Jobs I’ve left: an inventory

As I wind up my last week of legal work before starting in with NBC, I’m nostalgic for the many, many jobs I have left in my 20 years in the workforce. An inventory:

Little Caesar’s Pizza: My first job. I worked there for two weeks in August 1989. I was scheduled a grand total of three shifts. First shift: I scrubbed out used pizza pans. Second shift: I put the little prefabricated dough balls into some dough stretching machine despite the fact that you were supposed to be 18 years-old to operate it. Third shift: cheese and sauce station. The franchise owner moved me off sauce because he said I was making “race tracks” with the ladle. Then he moved me off cheese because he said I was “gonna put [him] in the poorhouse” because I was too heavy with the cheese. Best part: I’m not entirely sure that in 1989 Little Caesar’s was using real cheese. After the cheese he sent me back to the pans. I quit the next day.

WCIR FM: What started out as a gopher job around the radio station turned into a full-blown gig as a weekend overnight DJ (though I often worked during the week too, in violation of child labor laws). Great job, even with the bad 1989-92 top 40 music I had to play. Best job I’ve ever had. I kept it until I left for college and even came back for the summer after freshman year. My last shift was seven straight hours of non-format music from my personal collection. My boss figured it was easier to let me do that than to argue about it.

A Columbus, Ohio public opinion polling company whose name I honestly can’t remember right now: I worked there a month during my sophomore year in college. Seemed like easy money until you realized that people hated me calling them to interrupt their dinner and/or “Wheel of Fortune” watching even though I wasn’t selling anything. I quit without really telling anyone. They called me three weeks later to ask me if I would ever be picking up my last paycheck.

Ohio State University Bookstore: Office supplies counter. I had this job for the balance of college. It was about half student employees, half-lifers. The lifers were a bit scary. One of them said that the worst thing that could ever happen to him would be for him to win a lottery when the jackpot was below $20 million. Why? “Because there are certain things I’ll need to do if I win, and I’ll need all of that money.” His expression when he said that was serious, approaching dire.

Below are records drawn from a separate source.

#![cfg_attr(feature = "fail-on-warnings", deny(warnings))]
#![warn(clippy::all, clippy::pedantic, clippy::nursery, clippy::cargo)]
#![allow(clippy::multiple_crate_versions, clippy::cargo_common_metadata)]

//! Survey data types shared across the survey-map workspace.
//!
//! A survey is an ordered list of [`SurveyPoint`]s plus the drawing mode
//! that decides whether the points form a path or a polygon. Report
//! configuration lives in [`ReportMetadata`]; derived measurements in
//! [`DerivedStats`].

pub mod bounds;

use std::collections::BTreeMap;

use serde::{Deserialize, Serialize};
use strum_macros::{AsRefStr, Display, EnumString};

pub use bounds::{LatLng, LatLngBounds};

/// Icon id used when a point carries no symbol.
pub const DEFAULT_SYMBOL_ICON: &str = "fa-location-dot";

/// Label used when a point has neither an override nor a stored label.
pub const DEFAULT_POINT_LABEL: &str = "Marker";

/// Print scale denominators offered by the report configuration.
/// `0` means "fit all points automatically".
pub const SCALE_PRESETS: &[u32] = &[0, 5_000, 10_000, 25_000, 50_000];

/// How the point list is interpreted when deriving overlays.
#[derive(
    Debug,
    Clone,
    Copy,
    Default,
    PartialEq,
    Eq,
    Hash,
    Serialize,
    Deserialize,
    Display,
    EnumString,
    AsRefStr,
)]
#[serde(rename_all = "SCREAMING_SNAKE_CASE")]
#[strum(serialize_all = "SCREAMING_SNAKE_CASE")]
pub enum DrawingMode {
    /// Plain markers, nothing derived.
    #[default]
    None,
    /// Individual points of interest.
    Point,
    /// Points form an open path; total length is measured.
    Distance,
    /// Points form a closed ring; area and perimeter are measured.
    Area,
}

impl DrawingMode {
    /// Returns all variants of this enum.
    #[must_use]
    pub const fn all() -> &'static [Self] {
        &[Self::None, Self::Point, Self::Distance, Self::Area]
    }
}

/// Base tile layer shown under the survey overlays.
#[derive(
    Debug,
    Clone,
    Copy,
    Default,
    PartialEq,
    Eq,
    Hash,
    Serialize,
    Deserialize,
    Display,
    EnumString,
    AsRefStr,
)]
#[serde(rename_all = "SCREAMING_SNAKE_CASE")]
#[strum(serialize_all = "SCREAMING_SNAKE_CASE")]
pub enum MapLayer {
    /// Standard street tiles.
    #[default]
    Street,
    /// Satellite imagery tiles.
    Satellite,
}

impl MapLayer {
    /// The other layer of the two-valued toggle.
    #[must_use]
    pub const fn toggled(self) -> Self {
        match self {
            Self::Street => Self::Satellite,
            Self::Satellite => Self::Street,
        }
    }
}

/// Which screen the user is on.
#[derive(
    Debug,
    Clone,
    Copy,
    Default,
    PartialEq,
    Eq,
    Hash,
    Serialize,
    Deserialize,
    Display,
    EnumString,
    AsRefStr,
)]
#[serde(rename_all = "SCREAMING_SNAKE_CASE")]
#[strum(serialize_all = "SCREAMING_SNAKE_CASE")]
pub enum ViewMode {
    /// Map editing.
    #[default]
    Field,
    /// Report title, scale, and legend configuration.
    Config,
    /// Printable report preview.
    Print,
}

/// A surveyed location. Order within the survey defines path and ring
/// vertex order, and the display index `P{i+1}`.
#[derive(Debug, Clone, PartialEq, Serialize, Deserialize)]
#[serde(rename_all = "camelCase")]
pub struct SurveyPoint {
    /// Latitude in degrees.
    pub lat: f64,
    /// Longitude in degrees.
    pub lng: f64,
    /// Label of the symbol active when the point was placed.
    #[serde(default, skip_serializing_if = "Option::is_none")]
    pub label: Option<String>,
    /// Icon id of the symbol active when the point was placed.
    #[serde(default, skip_serializing_if = "Option::is_none")]
    pub symbol: Option<String>,
    /// Stroke color of the theme active when the point was placed.
    #[serde(default, skip_serializing_if = "Option::is_none")]
    pub color: Option<String>,
}

impl SurveyPoint {
    /// Creates a bare point with no label, symbol, or color.
    #[must_use]
    pub const fn new(lat: f64, lng: f64) -> Self {
        Self {
            lat,
            lng,
            label: None,
            symbol: None,
            color: None,
        }
    }

    /// Creates a point stamped with the given theme and symbol.
    #[must_use]
    pub fn stamped(position: LatLng, theme: &BoundaryStyle, symbol: &PointSymbol) -> Self {
        Self {
            lat: position.lat,
            lng: position.lng,
            label: Some(symbol.label.clone()),
            symbol: Some(symbol.icon.clone()),
            color: Some(theme.color.clone()),
        }
    }

    /// The point's coordinate.
    #[must_use]
    pub const fn position(&self) -> LatLng {
        LatLng::new(self.lat, self.lng)
    }

    /// Icon id, falling back to [`DEFAULT_SYMBOL_ICON`].
    #[must_use]
    pub fn symbol_or_default(&self) -> &str {
        self.symbol.as_deref().unwrap_or(DEFAULT_SYMBOL_ICON)
    }
}

/// Visual theme applied to survey overlays.
#[derive(Debug, Clone, PartialEq, Eq, Hash, Serialize, Deserialize)]
pub struct BoundaryStyle {
    /// Stroke color (`#rrggbb`).
    pub color: String,
    /// Fill color (CSS `rgba(...)`).
    pub fill_color: String,
    /// Display name, e.g. `"Forest"`.
    pub label: String,
}

/// A marker symbol that can be stamped onto new points.
#[derive(Debug, Clone, PartialEq, Eq, Hash, Serialize, Deserialize)]
pub struct PointSymbol {
    /// Icon id, e.g. `"fa-tree"`.
    pub icon: String,
    /// Display label, e.g. `"Tree"`.
    pub label: String,
    /// Grouping category, e.g. `"Nature"`.
    pub category: String,
}

/// Report header and legend configuration. Lives for the session only.
#[derive(Debug, Clone, PartialEq, Eq, Serialize, Deserialize)]
#[serde(rename_all = "camelCase")]
pub struct ReportMetadata {
    /// Report title (upper-case).
    pub title: String,
    /// Report subtitle (upper-case).
    pub subtitle: String,
    /// Surveyor name (upper-case).
    pub surveyor: String,
    /// Print scale denominator; `0` = auto-fit.
    pub scale: u32,
    /// Human-readable report date.
    pub date: String,
    /// 1-based point index -> replacement label.
    #[serde(default)]
    pub legend_overrides: BTreeMap<usize, String>,
}

impl ReportMetadata {
    /// Default metadata dated `date`.
    #[must_use]
    pub fn dated(date: chrono::NaiveDate) -> Self {
        Self {
            title: "SURVEY RESULT REPORT".to_string(),
            subtitle: "INTEGRATED GEOSPATIAL ANALYSIS".to_string(),
            surveyor: "GIS_SURVEYOR".to_string(),
            scale: 0,
            date: format_report_date(date),
            legend_overrides: BTreeMap::new(),
        }
    }

    /// Non-empty override for the point at 0-based `index`, if any.
    #[must_use]
    pub fn override_for(&self, index: usize) -> Option<&str> {
        self.legend_overrides
            .get(&(index + 1))
            .map(String::as_str)
            .filter(|label| !label.is_empty())
    }

    /// Label shown for the point at 0-based `index`: override, then the
    /// point's own label, then [`DEFAULT_POINT_LABEL`].
    #[must_use]
    pub fn effective_label<'a>(&'a self, index: usize, point: &'a SurveyPoint) -> &'a str {
        self.override_for(index)
            .or_else(|| point.label.as_deref().filter(|label| !label.is_empty()))
            .unwrap_or(DEFAULT_POINT_LABEL)
    }

    /// Whether the report frames all points automatically.
    #[must_use]
    pub const fn is_auto_scale(&self) -> bool {
        self.scale == 0
    }
}

impl Default for ReportMetadata {
    fn default() -> Self {
        Self::dated(chrono::Local::now().date_naive())
    }
}

/// Formats a report date as `"05 March 2025"`.
#[must_use]
pub fn format_report_date(date: chrono::NaiveDate) -> String {
    date.format("%d %B %Y").to_string()
}

/// Measurements derived from the point list and drawing mode.
#[derive(Debug, Clone, Copy, Default, PartialEq, Serialize, Deserialize)]
#[serde(rename_all = "camelCase")]
pub struct DerivedStats {
    /// Path length in meters (DISTANCE mode).
    pub distance_m: f64,
    /// Enclosed area in square meters (AREA mode).
    pub area_m2: f64,
    /// Closed-ring perimeter in meters (AREA mode).
    pub perimeter_m: f64,
}

impl DerivedStats {
    /// All measurements zero.
    pub const ZERO: Self = Self {
        distance_m: 0.0,
        area_m2: 0.0,
        perimeter_m: 0.0,
    };
}
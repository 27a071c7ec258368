//! Canonical file paths for survey map data and exports.
//!
//! All paths are relative to the project root's `data/` directory.

use std::path::{Path, PathBuf};

/// Returns the workspace root directory.
///
/// Resolved at compile time from `CARGO_MANIFEST_DIR`.
#[must_use]
pub fn project_root() -> PathBuf {
    let manifest_dir = Path::new(env!("CARGO_MANIFEST_DIR"));
    manifest_dir
        .ancestors()
        .nth(2)
        .unwrap_or(manifest_dir)
        .to_path_buf()
}

/// Returns the `data/` directory path.
#[must_use]
pub fn data_dir() -> PathBuf {
    project_root().join("data")
}

/// Returns the `data/exports/` directory for KMZ, PNG and HTML output.
#[must_use]
pub fn exports_dir() -> PathBuf {
    data_dir().join("exports")
}

/// Resolves `path` against `data/` when it is relative.
#[must_use]
pub fn resolve(path: &Path) -> PathBuf {
    if path.is_absolute() {
        path.to_path_buf()
    } else {
        data_dir().join(path)
    }
}

#[cfg(test)]
mod tests {
    use super::*;

    #[test]
    fn exports_live_under_data() {
        assert!(exports_dir().starts_with(data_dir()));
        assert_eq!(data_dir().parent(), Some(project_root().as_path()));
    }

    #[test]
    fn relative_paths_resolve_under_data() {
        assert_eq!(resolve(Path::new("out")), data_dir().join("out"));
        let absolute = std::env::temp_dir().join("survey_map_abs");
        assert_eq!(resolve(&absolute), absolute);
    }
}
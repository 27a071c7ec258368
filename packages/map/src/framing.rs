//! Print framing: which ground area the report map and inset show.
//!
//! At a fixed scale the printed map spans `PRINT_MAP_WIDTH_MM` of paper, so
//! its ground width is `width_mm * scale / 1000` meters. The height is 0.7
//! of the width. Degrees are derived with a flat 111,320 m per degree of
//! latitude and `cos(lat)` shrinkage for longitude.

use survey_map_survey_models::{LatLng, LatLngBounds, SurveyPoint};

/// Paper width of the main report map, in millimeters.
pub const PRINT_MAP_WIDTH_MM: f64 = 210.0;

/// Paper width of the locator inset, in millimeters.
pub const INSET_MAP_WIDTH_MM: f64 = 100.0;

/// Fixed scale denominator of the locator inset.
pub const INSET_SCALE: u32 = 50_000;

/// Pixel padding around the points when the report scale is automatic.
pub const AUTO_FIT_PADDING_PX: u32 = 50;

/// Meters per degree of latitude.
pub const METERS_PER_DEGREE: f64 = 111_320.0;

/// Height of a printed map relative to its width.
pub const PRINT_ASPECT: f64 = 0.7;

/// Map center used before any point exists.
pub const DEFAULT_CENTER: LatLng = LatLng::new(-6.2, 106.81);

/// Initial zoom of the field map.
pub const DEFAULT_FIELD_ZOOM: u8 = 13;

/// Ground box covering `width_mm` of paper at `1:scale`, centered on
/// `center`.
#[must_use]
pub fn scale_bounds(center: LatLng, scale: u32, width_mm: f64) -> LatLngBounds {
    let ground_width_m = width_mm * f64::from(scale) / 1000.0;
    let lat_span = ground_width_m * PRINT_ASPECT / METERS_PER_DEGREE;
    let lng_span = ground_width_m / (METERS_PER_DEGREE * center.lat.to_radians().cos());
    LatLngBounds::centered(center, lat_span, lng_span)
}

/// Bounds of every point, or a degenerate box at [`DEFAULT_CENTER`] when
/// there are none.
#[must_use]
pub fn points_bounds(points: &[SurveyPoint]) -> LatLngBounds {
    LatLngBounds::from_points(points.iter().map(SurveyPoint::position))
        .unwrap_or_else(|| LatLngBounds::from_corners(DEFAULT_CENTER, DEFAULT_CENTER))
}

/// How the main report map is framed.
#[derive(Debug, Clone, Copy, PartialEq)]
pub enum MainFraming {
    /// Fit the points with padding; the visible area is whatever the
    /// surface ends up showing.
    Auto {
        /// Bounds of the points.
        bounds: LatLngBounds,
        /// Padding in pixels.
        padding_px: u32,
    },
    /// Fit a fixed ground box derived from the scale.
    Scaled {
        /// Requested ground box.
        bounds: LatLngBounds,
    },
}

impl MainFraming {
    /// Picks the framing for `points` at `scale` (`0` = auto).
    #[must_use]
    pub fn for_points(points: &[SurveyPoint], scale: u32) -> Self {
        let bounds = points_bounds(points);
        if scale == 0 {
            Self::Auto {
                bounds,
                padding_px: AUTO_FIT_PADDING_PX,
            }
        } else {
            Self::Scaled {
                bounds: scale_bounds(bounds.center(), scale, PRINT_MAP_WIDTH_MM),
            }
        }
    }
}

/// Ground box shown by the locator inset around `center`.
#[must_use]
pub fn inset_bounds(center: LatLng) -> LatLngBounds {
    scale_bounds(center, INSET_SCALE, INSET_MAP_WIDTH_MM)
}

#[cfg(test)]
mod tests {
    use super::*;

    #[test]
    fn scaled_box_at_equator_matches_paper_size() {
        let bounds = scale_bounds(LatLng::new(0.0, 0.0), 10_000, PRINT_MAP_WIDTH_MM);
        // 2100 m wide, 1470 m tall.
        assert!((bounds.lng_span() - 2100.0 / 111_320.0).abs() < 1e-12);
        assert!((bounds.lat_span() - 1470.0 / 111_320.0).abs() < 1e-12);
        assert_eq!(bounds.center(), LatLng::new(0.0, 0.0));
    }

    #[test]
    fn longitude_span_widens_away_from_equator() {
        let equator = scale_bounds(LatLng::new(0.0, 10.0), 25_000, PRINT_MAP_WIDTH_MM);
        let north = scale_bounds(LatLng::new(60.0, 10.0), 25_000, PRINT_MAP_WIDTH_MM);
        assert!((north.lng_span() / equator.lng_span() - 2.0).abs() < 1e-9);
        assert!((north.lat_span() - equator.lat_span()).abs() < 1e-12);
    }

    #[test]
    fn inset_covers_five_kilometers() {
        let bounds = inset_bounds(LatLng::new(0.0, 0.0));
        assert!((bounds.lng_span() * METERS_PER_DEGREE - 5_000.0).abs() < 1e-6);
    }

    #[test]
    fn auto_framing_pads_point_bounds() {
        let points = vec![SurveyPoint::new(1.0, 2.0), SurveyPoint::new(3.0, 4.0)];
        let MainFraming::Auto { bounds, padding_px } = MainFraming::for_points(&points, 0) else {
            panic!("expected auto framing");
        };
        assert_eq!(padding_px, 50);
        assert_eq!(bounds.south_west(), LatLng::new(1.0, 2.0));
        assert_eq!(bounds.north_east(), LatLng::new(3.0, 4.0));
    }

    #[test]
    fn scaled_framing_centers_on_point_bounds() {
        let points = vec![SurveyPoint::new(1.0, 2.0), SurveyPoint::new(3.0, 4.0)];
        let MainFraming::Scaled { bounds } = MainFraming::for_points(&points, 5_000) else {
            panic!("expected scaled framing");
        };
        let center = bounds.center();
        assert!((center.lat - 2.0).abs() < 1e-12);
        assert!((center.lng - 3.0).abs() < 1e-12);
    }

    #[test]
    fn no_points_frame_the_default_center() {
        assert_eq!(points_bounds(&[]).center(), DEFAULT_CENTER);
    }
}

Limited Credit Services: A second job in the summer between sophomore and junior year. Fielding customer service calls from people with Limited, Victoria’s Secret and Express credit cards. Most of it was fielding calls from mall stores where the account holder wanted to buy $250 worth of ugly clothes but only had the credit limit to buy $150. I was a bit of a pushover and usually let them have it, so I’m probably partially responsible for the state of our debt-heavy, consumerist economy.

Department of Justice, Antitrust division: unpaid clerkship the summer after my first year of law school. Since they weren’t paying me I could pretty much leave whenever I wanted to. They called it the “13th Amendment Schedule.” That summer they were going after Ticketmaster for gumming up the concert industry, Microsoft for monopolizing the operating system market and was looking at GM for trying to put entrepreneurial electric car companies out of business. My contribution: I searched LEXIS for criminal cases with interesting fact patterns that I could maybe one day adapt into a mystery novel.

Law Firm Number 1: A litigation boutique here in Columbus. Crazy screaming partners who always made you feel like crap. Insane hours. I quit to make more money at Law Firm Number 2. When I quit, the screamers said that I was making a huge mistake and would regret it for the rest of my life.

Law Firm Number 2: A big, international law firm here in Columbus. Crazy, passive aggressive partners who never let you know where you stood. I preferred the screamers. It was a pretty big mistake leaving the screamers, and I did regret it for a time. Insane hours. I quit to go someplace less passive aggressive. When I did, they sort of casually let me know that they were probably going to let me go soon anyway. Did I mention that they were passive aggressive?

Law Firm Number 3: A big national law firm here in Columbus. Crazy partners who had all kinds of humanizing personal problems but who were, on the whole, nice to me. The place actually worked out OK for a good long while, but I soon started to realize that my life might be better if I didn’t go out drinking after work every night and living and breathing the facts of my ethically-shady clients to the exclusion of quality time with my growing family. Naturally, such a decision was terrible for my career, and after a year or two of coasting, I was laid off. But hey, at least I started up the baseball blog during the coast.

State Government Job: Started back in February, leaving on Friday. Bad money, but good work. Nice people. The first time in 11 years that I realized that one can practice law for a living and actually be happy. If it weren’t for the NBC gig, I probably would have stayed there until I retired or until the state pension system went broke, whichever came first.

So, doing the math, that means I average a new job every two years. I’m 36 now, so I only have, what, fourteen or fifteen jobs until I retire?  Watch this space for coming career announcements!